I don't really like this result. It's a bit like saying finding the maximum integer in a sorted list is actually order NN because... what if the N ints are all BIGNUMS WITH N bits, huh?

The fact that you have to grow the regex* to get this result has a similar vibe to it. All the regex matching we see - and most conventional regex matching - assumes the regular expressions are fixed. Every now any then you'll see an algorithm where the size of the regex contributes to the big-O notation but then it's usually broken out as a parameter.

I don't have a good method to actually do a fixed-number-of-backreferences in less than exponential time but it seems fairly clear that if you are willing to burn polynomial time gratuitously you should be able to handle a back-reference (i.e. for input of length N and M back-references, there are only O(N^(2M)) possible final places where those back-references could match for a single match... huge but if M fixed, not polynomial). So if you had an otherwise poly-time regex algorithm you could do it over and over again trying each possible back-ref location and still be poly-time.

oops should have been "unsorted list". Or order(NlgN) in a sorted list.

The point is that number of back-references are not typically something that varies as part of a regex workload, so this proof derives something that is correct in itself, but not applicable to the way most people view regex. This has led to a meme that "all regex with backtracking is NP-hard".

My rather labored analogy is that people view comparison of two numbers as O(1) and would be nonplussed if someone demanded to know if they'd considered O(N) sized bignums... it isn't what most people are talking about when they talk about the cost of doing arithmetic operations. Similarly, arbitrarily expanding regexes is not what most people are talking about when they talk about the cost of doing regex.

> It's a bit like saying finding the maximum integer in a sorted list is actually order NN because... what if the N ints are all BIGNUMS WITH N bits, huh?

I'm not sure I follow. Why would finding the max integer in a sorted list be anything other than the time to copy the last (or first, depending on sort order) element of the list?

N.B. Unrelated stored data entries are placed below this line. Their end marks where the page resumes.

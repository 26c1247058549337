use crate::op::Direction;

/// Rejected rule definition, raised while a mapping, stage or pipeline is
/// assembled and never while a tree is processed.
#[derive(Debug, Clone, PartialEq, Eq, thiserror::Error)]
pub enum MappingError {
    #[error("duplicate key `{key}` in object pattern")]
    DuplicateKey { key: String },

    #[error("variable `{name}` is used by the {direction} build pattern but never bound by its match pattern")]
    UnboundVariable { name: String, direction: Direction },

    #[error("invalid variable name `{0}`: expected an identifier")]
    InvalidVariable(String),

    #[error("invalid type name `{0}`: expected `name` or `namespace:name`")]
    InvalidTypeName(String),

    #[error("{0} may only appear at the top of a pattern")]
    NestedComposite(&'static str),

    #[error("annotation field patterns may not declare reserved key `{0}`")]
    ReservedKey(String),

    #[error("{0} build pattern needs a composite match pattern on the other side")]
    UnpairedComposite(&'static str),
}

/// The top level of a tree does not have the envelope shape the pipeline was
/// configured for.
#[derive(Debug, Clone, PartialEq, Eq, thiserror::Error)]
pub enum EnvelopeError {
    #[error("malformed envelope: expected a top-level object, found {found}")]
    NotAnObject { found: &'static str },

    #[error("malformed envelope: expected exactly one top-level key, found {count}")]
    KeyCount { count: usize },

    #[error("malformed envelope: expected top-level key `{expected}`, found `{found}`")]
    UnexpectedKey { expected: String, found: String },
}

#[derive(Debug, thiserror::Error)]
pub enum Error {
    #[error(transparent)]
    Mapping(#[from] MappingError),

    #[error(transparent)]
    Envelope(#[from] EnvelopeError),

    #[error("invalid JSON tree: {0}")]
    Json(#[from] serde_json::Error),
}
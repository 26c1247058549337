use proptest::prelude::*;
use uast_normalize::{
    Direction, MapObj, Mapping, Node, Op, Pipeline, ResponseMetadata, Role, annotate_if_no_roles,
    annotate_type, node::Object, normalizer, roles_dedup,
};

const KEYS: &[&str] = &["@type", "@role", "pred", "p", "k", "key", "name"];

fn leaf() -> impl Strategy<Value = Node> {
    prop_oneof![
        Just(Node::Nil),
        any::<bool>().prop_map(Node::Bool),
        (-3i64..12).prop_map(Node::Int),
        prop::sample::select(vec!["typed", "internal-type", "guarded", "v"]).prop_map(Node::from),
        prop::collection::vec((0i64..4).prop_map(Node::Int), 0..5).prop_map(Node::Array),
    ]
}

fn tree() -> impl Strategy<Value = Node> {
    leaf().prop_recursive(4, 64, 5, |inner| {
        prop_oneof![
            prop::collection::vec(inner.clone(), 0..4).prop_map(Node::Array),
            prop::collection::btree_map(prop::sample::select(KEYS), inner, 0..5)
                .prop_map(Node::object),
        ]
    })
}

fn extras() -> impl Strategy<Value = Object> {
    // keys never start with `p`, so they cannot collide with `pred` / `p`
    prop::collection::btree_map("[a-o]{1,6}", tree(), 0..6)
}

fn rename_pred() -> Mapping {
    Mapping::new(
        Op::part("rest", [("pred", Op::var("x"))]),
        Op::part("rest", [("p", Op::var("x"))]),
    )
    .unwrap()
}

fn baseline() -> Pipeline {
    let mut annotations = normalizer::annotations();
    annotations.push(annotate_type(
        "typed",
        Some(MapObj::new([("k", Op::var("x"))], [("key", Op::var("x"))])),
        [Role::new(10)],
    ));
    annotations.push(annotate_if_no_roles("guarded", [Role::new(1)]));

    Pipeline::builder()
        .stage(
            "rename",
            [
                Mapping::new(
                    Op::part("rest", [("@type", Op::is("typed")), ("pred", Op::var("x"))]),
                    Op::part("rest", [("@type", Op::is("typed")), ("p", Op::var("x"))]),
                ),
                Ok(rename_pred()),
            ],
        )
        .stage("annotations", annotations)
        .build()
        .unwrap()
}

fn role_lists_are_unique(node: &Node) -> bool {
    match node {
        Node::Array(items) => items.iter().all(role_lists_are_unique),
        Node::Object(fields) => fields.iter().all(|(key, value)| {
            let unique = match (key.as_str(), value) {
                ("@role", Node::Array(items)) => items
                    .iter()
                    .enumerate()
                    .all(|(i, item)| !items[..i].contains(item)),
                _ => true,
            };
            unique && role_lists_are_unique(value)
        }),
        _ => true,
    }
}

proptest! {
    #[test]
    fn roles_dedup_is_idempotent(t in tree()) {
        let once = roles_dedup(t);
        prop_assert!(role_lists_are_unique(&once));
        prop_assert_eq!(roles_dedup(once.clone()), once);
    }

    #[test]
    fn baseline_pipeline_is_idempotent(t in tree()) {
        let pipeline = baseline();
        let once = pipeline.normalize(t).unwrap();
        let twice = pipeline.normalize(once.clone()).unwrap();
        prop_assert_eq!(twice, once);
    }

    #[test]
    fn envelope_round_trip(t in tree()) {
        let envelope = ResponseMetadata::new(false);
        let wrapped = Node::object([("root", t)]);
        let trimmed = envelope.trim(wrapped.clone()).unwrap();
        prop_assert_eq!(envelope.restore(trimmed), wrapped);
    }

    #[test]
    fn identity_envelope_leaves_tree_alone(t in tree()) {
        let envelope = ResponseMetadata::new(true);
        prop_assert_eq!(envelope.trim(t.clone()).unwrap(), t.clone());
        prop_assert_eq!(envelope.restore(t.clone()), t);
    }

    #[test]
    fn partial_match_keeps_undeclared_fields(extra in extras(), value in tree()) {
        let mut fields = extra.clone();
        fields.insert("pred".to_string(), value.clone());

        let out = rename_pred().apply(&Node::Object(fields), Direction::Forward).unwrap();
        let out = out.as_object().unwrap();

        prop_assert_eq!(out.get("p"), Some(&value));
        prop_assert!(!out.contains_key("pred"));
        prop_assert_eq!(out.len(), extra.len() + 1);
        for (key, original) in &extra {
            prop_assert_eq!(out.get(key), Some(original));
        }
    }

    #[test]
    fn rename_reverses(extra in extras(), value in tree()) {
        let mut fields = extra;
        fields.insert("pred".to_string(), value);
        let native = Node::Object(fields);

        let mapping = rename_pred();
        let canonical = mapping.apply(&native, Direction::Forward).unwrap();
        prop_assert_eq!(mapping.apply(&canonical, Direction::Reverse), Some(native));
    }
}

Certainly a valid point, though, that this isn't a common use case, so that's just not how experts in this field think about this problem.

> there are only O(N^(2M)) possible final places where those back-references could match for a single match... huge but if M fixed, not polynomial).

Sure, that buys you a pseudo-polynomial algorithm. I just don't like the idea of calling something like that polynomial -- if we did that across the board, then we'd have a poly solution for knapsack (and consequently demonstrate P = NP).

Because comparing N bits takes time proportional to N.